Gillian Hadfield: It is a challenge. Yeah, yeah. Well, I'm working on it. Yeah. So, the point is that both positions that you described I would say are fantasies, in a complex environment. So, Fantasy Number 1 is that we can have this thing called free markets without rules. Well, there's no such thing as a free market in that sense. All markets are constituted by rules. And nobody would play in a market that had--well, you couldn't even define a market, right?--you can't define a market if you can't define who owns what, what are the criteria under which x is transferred from A to B for a price. Everything we talk about as economists is built on a pretty thick environment of what are taken-for-granted rules about the way the game works. Why don't we see--I think everybody agrees that one of the most important reasons we don't see growth in poor and developing countries at the rates we think there should be, why there were challenges, [?] challenges still for transition countries, is a lack of what now people call 'governance,' or the rule of law. You can't have markets without basic legal infrastructure. So, that's Point Number 1. This is not just about interfering in markets and developing rules to interfere. It's about building the basis of that market. So that's fantasy.

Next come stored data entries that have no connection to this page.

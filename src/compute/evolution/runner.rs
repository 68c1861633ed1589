//! Drives one simulation to completion and records its activity.

use std::fs;
use std::path::Path;

use log::{debug, warn};

use crate::recording::ActivityWriter;
use crate::schema::NetworkConfig;

use super::archive::ProjectArchive;
use super::error::{EvolutionError, Result};
use super::plugin::{EvolutionPlugin, SimulationEngine, StimulationProtocol};

/// Fixed-step simulation clock.
///
/// Time is derived from the step counter rather than accumulated, so long
/// runs do not drift. The clock produces steps at `t = k * time_step` for
/// every `t < max_time`.
#[derive(Debug, Clone)]
pub struct SimulationClock {
    time_step: f64,
    step: u64,
    total_steps: u64,
}

impl SimulationClock {
    /// Create a clock; `time_step` must be positive.
    pub fn new(max_time: f64, time_step: f64) -> Self {
        Self {
            time_step,
            step: 0,
            total_steps: steps_until(max_time, time_step),
        }
    }

    /// Current simulation time.
    #[inline]
    pub fn time(&self) -> f64 {
        self.step as f64 * self.time_step
    }

    /// Steps taken so far.
    #[inline]
    pub fn step(&self) -> u64 {
        self.step
    }

    /// Number of steps until the clock stops.
    #[inline]
    pub fn total_steps(&self) -> u64 {
        self.total_steps
    }

    /// Whether the protocol's end has been reached.
    #[inline]
    pub fn is_stopped(&self) -> bool {
        self.step >= self.total_steps
    }

    /// Move to the next step.
    #[inline]
    pub fn increment(&mut self) {
        self.step += 1;
    }
}

/// Number of steps of size `dt` with start time below `max_time`.
fn steps_until(max_time: f64, dt: f64) -> u64 {
    if !(max_time > 0.0) || !(dt > 0.0) {
        return 0;
    }
    let raw = max_time / dt;
    let nearest = raw.round();
    // Treat ratios within rounding noise of an integer as exact.
    if (raw - nearest).abs() <= 1e-9 * nearest.max(1.0) {
        nearest as u64
    } else {
        raw.ceil() as u64
    }
}

/// Outcome of one finished species.
#[derive(Debug, Clone, Copy, PartialEq, Eq)]
pub struct SpeciesOutcome {
    pub generation: usize,
    pub species: usize,
    /// Activity rows written.
    pub rows: u64,
}

/// Runs species simulations through a plug-in's engine and protocol.
pub struct SpeciesRunner<'a, P: EvolutionPlugin> {
    plugin: &'a P,
    time_step: f64,
}

impl<'a, P: EvolutionPlugin> SpeciesRunner<'a, P> {
    pub fn new(plugin: &'a P, time_step: f64) -> Self {
        Self { plugin, time_step }
    }

    /// Simulate `config` and stream its activity to `path`.
    ///
    /// Returns the number of rows written.
    pub fn run(&self, config: &NetworkConfig, path: &Path) -> Result<u64> {
        config.validate()?;

        let num_neurons = config.num_neurons;
        let protocol = self
            .plugin
            .build_protocol(num_neurons, &config.anatomy.labels);
        let mut engine = self.plugin.build_engine(config);
        let mut clock = SimulationClock::new(protocol.max_time(), self.time_step);
        let mut writer = ActivityWriter::create(path, num_neurons)?;

        let total = clock.total_steps();
        let report_every = (total / 10).max(1);

        while !clock.is_stopped() {
            let time = clock.time();
            let stimulation = protocol.stimulation_at(time);
            if stimulation.current.len() != num_neurons {
                return Err(EvolutionError::Simulation(format!(
                    "protocol returned {} currents for {} neurons at t={}",
                    stimulation.current.len(),
                    num_neurons,
                    time
                )));
            }

            engine.advance_one_step(&stimulation.current, self.time_step);
            clock.increment();
            writer.write_row(time, &stimulation.condition, engine.firing_state())?;

            if clock.step() % report_every == 0 {
                debug!("  step {}/{} (t={:.4})", clock.step(), total, time);
            }
        }

        Ok(writer.finalize()?)
    }

    /// Compute species `(generation, species)` from `config` and commit it.
    ///
    /// On any failure the partial activity is removed and no config marker
    /// is left behind, so a later resume redoes the species from scratch.
    pub fn run_species(
        &self,
        archive: &ProjectArchive,
        generation: usize,
        species: usize,
        config: &NetworkConfig,
    ) -> Result<SpeciesOutcome> {
        let removed = archive.clear_stale_artifacts(generation, species)?;
        if removed > 0 {
            warn!(
                "Generation {} species {}: removed {} stale artifact(s) from an interrupted run",
                generation, species, removed
            );
        }
        archive.ensure_species_dir(generation, species)?;

        let partial = archive.partial_activity_path(generation, species);
        let result = self
            .run(config, &partial)
            .and_then(|rows| {
                archive.commit_species(generation, species, config)?;
                Ok(rows)
            });

        match result {
            Ok(rows) => Ok(SpeciesOutcome {
                generation,
                species,
                rows,
            }),
            Err(e) => {
                // Best effort: the next resume clears these anyway.
                let _ = fs::remove_file(&partial);
                let _ = archive.clear_stale_artifacts(generation, species);
                Err(e)
            }
        }
    }
}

Russ Roberts: So, let me concede that. And I take the point. I think some people use it as a trump card to say, 'Therefore all regulation is required.' And that's obviously not your point. So, what your point is, which I really like, is: There's going to be some regulation. But then you have to make the case that your private regulator is better than the government.

Gillian Hadfield: Right.

Russ Roberts: So, you are adding this other layer. There's going to be uncertainty about how the government enforces--I don't know. It's--I think it's still a tough sell to a free marketer. Or just some of us like it. I kind of like it.

Gillian Hadfield: Okay. Well, I'm getting there.

Russ Roberts: Yeah.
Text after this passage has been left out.